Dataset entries
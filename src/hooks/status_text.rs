//! Hooks resolving platform and kernel status codes to text.
//!
//! The operating-system facing layer knows how to describe its own status
//! codes; this module lets it plug that knowledge into
//! [`Error::error_text`](crate::Error::error_text). At most one hook is
//! installed per domain, and registering a new one replaces the previous.
//!
//! The platform hook is asked first, and returning `None` falls back to the
//! host's OS error messages (with the `std` feature). The kernel hook is only
//! asked about codes missing from the built-in name table.
//!
//! An error resolves its text once, when it is built, so registering or
//! removing a hook never changes the text of an existing error. With the
//! `std` feature a panicking hook is treated as returning `None`; without it
//! hooks must not panic.

use alloc::string::String;
use core::panic::Location;

use triomphe::Arc;
use unsize::CoerceUnsize;

use super::hook_lock::HookLock;

/// Resolves a status code to a human-readable description.
///
/// Implemented for every `Fn(i32) -> Option<String>` closure.
///
/// # Examples
///
/// ```
/// use causeway::hooks::StatusTextHook;
///
/// struct Catalog;
///
/// impl StatusTextHook for Catalog {
///     fn status_text(&self, code: i32) -> Option<String> {
///         (code == -1).then(|| String::from("catalog unavailable"))
///     }
/// }
///
/// assert_eq!(Catalog.status_text(-1).as_deref(), Some("catalog unavailable"));
/// assert_eq!(Catalog.status_text(3), None);
/// ```
pub trait StatusTextHook: 'static + Send + Sync {
    /// Returns the description of `code`, or `None` to fall back to the
    /// built-in resolution.
    fn status_text(&self, code: i32) -> Option<String>;
}

impl<F> StatusTextHook for F
where
    F: 'static + Send + Sync + Fn(i32) -> Option<String>,
{
    #[inline]
    fn status_text(&self, code: i32) -> Option<String> {
        self(code)
    }
}

/// A registered hook, together with where it was registered.
struct Hook<H> {
    hook: H,
    added_at: &'static Location<'static>,
}

impl<H> core::fmt::Display for Hook<H> {
    fn fmt(&self, f: &mut core::fmt::Formatter<'_>) -> core::fmt::Result {
        write!(
            f,
            "Status text hook {} registered at {}:{}",
            core::any::type_name::<H>(),
            self.added_at.file(),
            self.added_at.line()
        )
    }
}

trait UntypedStatusTextHook: 'static + Send + Sync + core::fmt::Display {
    fn status_text(&self, code: i32) -> Option<String>;
}

impl<H: StatusTextHook> UntypedStatusTextHook for Hook<H> {
    #[inline]
    fn status_text(&self, code: i32) -> Option<String> {
        self.hook.status_text(code)
    }
}

type StoredHook = Arc<dyn UntypedStatusTextHook>;

static PLATFORM_HOOK: HookLock<StoredHook> = HookLock::new();
static KERNEL_HOOK: HookLock<StoredHook> = HookLock::new();

#[track_caller]
fn store(hook: impl StatusTextHook) -> StoredHook {
    let hook = Arc::new(Hook {
        hook,
        added_at: Location::caller(),
    });
    hook.unsize(unsize::Coercion!(to dyn UntypedStatusTextHook))
}

/// Installs the hook describing [platform](crate::PlatformStatus) codes.
///
/// # Examples
///
/// ```
/// use causeway::{Error, hooks::register_platform_text_hook};
///
/// register_platform_text_hook(|code: i32| {
///     (code == -2147024891).then(|| String::from("Access is denied."))
/// });
///
/// let error = Error::platform(-2147024891, "opening the log", None, None);
/// assert_eq!(error.to_string(), "opening the log [Access is denied.]");
/// ```
#[track_caller]
pub fn register_platform_text_hook(hook: impl StatusTextHook) {
    let _previous = PLATFORM_HOOK.replace(Some(store(hook)));
}

/// Installs the hook describing [kernel](crate::KernelStatus) codes.
///
/// The hook is only asked about codes that have no built-in
/// [name](crate::KernelStatus::name).
#[track_caller]
pub fn register_kernel_text_hook(hook: impl StatusTextHook) {
    let _previous = KERNEL_HOOK.replace(Some(store(hook)));
}

/// Removes the platform hook, restoring the built-in resolution.
pub fn unregister_platform_text_hook() {
    let _previous = PLATFORM_HOOK.replace(None);
}

/// Removes the kernel hook, restoring the built-in name table.
pub fn unregister_kernel_text_hook() {
    let _previous = KERNEL_HOOK.replace(None);
}

/// Calls `f` with a description of each installed hook.
pub fn debug_status_text_hooks(mut f: impl FnMut(&dyn core::fmt::Display)) {
    for hook in [PLATFORM_HOOK.get(), KERNEL_HOOK.get()].into_iter().flatten() {
        f(&*hook);
    }
}

pub(crate) fn platform_text(code: i32) -> Option<String> {
    resolve(&PLATFORM_HOOK.get()?, code)
}

pub(crate) fn kernel_text(code: i32) -> Option<String> {
    resolve(&KERNEL_HOOK.get()?, code)
}

/// Asks `hook` for the text of `code`. A panicking hook counts as not
/// knowing the code.
#[cfg(feature = "std")]
fn resolve(hook: &StoredHook, code: i32) -> Option<String> {
    std::panic::catch_unwind(core::panic::AssertUnwindSafe(|| hook.status_text(code)))
        .ok()
        .flatten()
}

#[cfg(not(feature = "std"))]
fn resolve(hook: &StoredHook, code: i32) -> Option<String> {
    hook.status_text(code)
}
//! The atomic ownership counter.
//!
//! A [`RefCount`] counts the owners of one heap object. It starts at zero,
//! before any owner has attached, and the object it guards is destroyed by
//! whoever observes the transition back to zero.
//!
//! # Memory Ordering
//!
//! The orderings follow the ones used by `alloc::sync::Arc`:
//!
//! - Increments are `Relaxed`: taking a new reference requires already
//!   holding one, so no other memory needs to be synchronized.
//! - Decrements are `Release`, and the decrement that reaches zero is
//!   followed by an `Acquire` fence. This makes every use of the object by
//!   other owners happen-before its destruction.

use crate::sync::{AtomicUsize, Ordering, fence};

/// Counts above this are treated as a leak of owners and abort the increment.
///
/// Keeping the count below `isize::MAX` leaves enough headroom that racing
/// increments cannot wrap the counter before one of them notices.
const MAX_REFCOUNT: usize = isize::MAX as usize;

/// Result of releasing one reference.
#[derive(Debug, Clone, Copy, PartialEq, Eq, Hash)]
#[must_use = "the release signal tells whether the object was destroyed"]
pub enum Released {
    /// Other owners remain; the object is still alive.
    Alive,
    /// The released reference was the last one; the object has been (or, at
    /// the counter level, must now be) destroyed.
    Last,
}

impl Released {
    /// Returns `true` if this was the last reference.
    #[inline]
    pub fn is_last(self) -> bool {
        matches!(self, Released::Last)
    }
}

/// An atomic, never-negative owner counter.
///
/// The counter is the only state that may be mutated concurrently from
/// several threads without external locking.
///
/// # Examples
///
/// ```
/// use causeway_internals::{RefCount, Released};
///
/// let count = RefCount::new();
/// assert_eq!(count.get(), 0);
///
/// count.increment();
/// count.increment();
/// assert_eq!(count.decrement(), Released::Alive);
/// assert_eq!(count.decrement(), Released::Last);
/// ```
pub struct RefCount {
    /// Number of live owners.
    count: AtomicUsize,
}

impl RefCount {
    /// Creates a counter with no owners.
    #[inline]
    #[must_use]
    pub fn new() -> Self {
        Self {
            count: AtomicUsize::new(0),
        }
    }

    /// Adds one owner.
    ///
    /// # Panics
    ///
    /// Panics if the number of owners would exceed `isize::MAX`, which can
    /// only happen when references are leaked in a loop.
    #[inline]
    pub fn increment(&self) {
        let previous = self.count.fetch_add(1, Ordering::Relaxed);
        if previous >= MAX_REFCOUNT {
            overflow();
        }
    }

    /// Removes one owner and reports whether it was the last one.
    ///
    /// When this returns [`Released::Last`] every previous use of the guarded
    /// object by other owners is visible to the calling thread, so the caller
    /// may destroy it.
    ///
    /// # Panics
    ///
    /// Panics if the counter was already zero. Releasing more references than
    /// were acquired is a programming error, and continuing would mean a
    /// double free.
    #[inline]
    pub fn decrement(&self) -> Released {
        let previous = self.count.fetch_sub(1, Ordering::Release);
        match previous {
            0 => underflow(),
            1 => {
                fence(Ordering::Acquire);
                Released::Last
            }
            _ => Released::Alive,
        }
    }

    /// Returns `true` if there is exactly one owner.
    ///
    /// When this returns `true`, every use of the guarded object by owners
    /// that have since released it is visible to the calling thread.
    #[inline]
    pub fn is_unique(&self) -> bool {
        self.count.load(Ordering::Acquire) == 1
    }

    /// Returns a snapshot of the number of owners.
    ///
    /// The value may be stale as soon as it is returned when other threads
    /// hold references; it is meant for diagnostics and tests.
    #[inline]
    pub fn get(&self) -> usize {
        self.count.load(Ordering::Relaxed)
    }
}

impl Default for RefCount {
    fn default() -> Self {
        Self::new()
    }
}

impl core::fmt::Debug for RefCount {
    fn fmt(&self, f: &mut core::fmt::Formatter<'_>) -> core::fmt::Result {
        f.debug_tuple("RefCount").field(&self.get()).finish()
    }
}

/// Out-of-line panic for a leaked owner count.
#[cold]
#[inline(never)]
fn overflow() -> ! {
    panic!("RefCount overflow: too many owners")
}

/// Out-of-line panic for a release without a matching acquire.
#[cold]
#[inline(never)]
fn underflow() -> ! {
    panic!("RefCount underflow: released a reference that was never acquired")
}

#[cfg(all(test, not(feature = "loom")))]
mod tests {
    use super::*;

    #[test]
    fn test_starts_at_zero() {
        assert_eq!(RefCount::new().get(), 0);
        assert_eq!(RefCount::default().get(), 0);
    }

    #[test]
    fn test_matched_pairs_end_at_last() {
        let count = RefCount::new();
        for _ in 0..5 {
            count.increment();
        }
        for _ in 0..4 {
            assert_eq!(count.decrement(), Released::Alive);
        }
        assert!(count.decrement().is_last());
        assert_eq!(count.get(), 0);
    }

    #[test]
    fn test_unique_only_with_one_owner() {
        let count = RefCount::new();
        assert!(!count.is_unique());
        count.increment();
        assert!(count.is_unique());
        count.increment();
        assert!(!count.is_unique());
    }

    #[test]
    #[should_panic(expected = "underflow")]
    fn test_underflow_panics() {
        let count = RefCount::new();
        let _ = count.decrement();
    }

    #[test]
    fn test_debug_shows_count() {
        let count = RefCount::new();
        count.increment();
        assert_eq!(alloc::format!("{count:?}"), "RefCount(1)");
    }
}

» **WHAT IS REQUIRED**
Lines holding "Display": copy each one from the records above.

» **ANSWER**
impl<H> core::fmt::Display for Hook<H> {
trait UntypedStatusTextHook: 'static + Send + Sync + core::fmt::Display {
pub fn debug_status_text_hooks(mut f: impl FnMut(&dyn core::fmt::Display)) {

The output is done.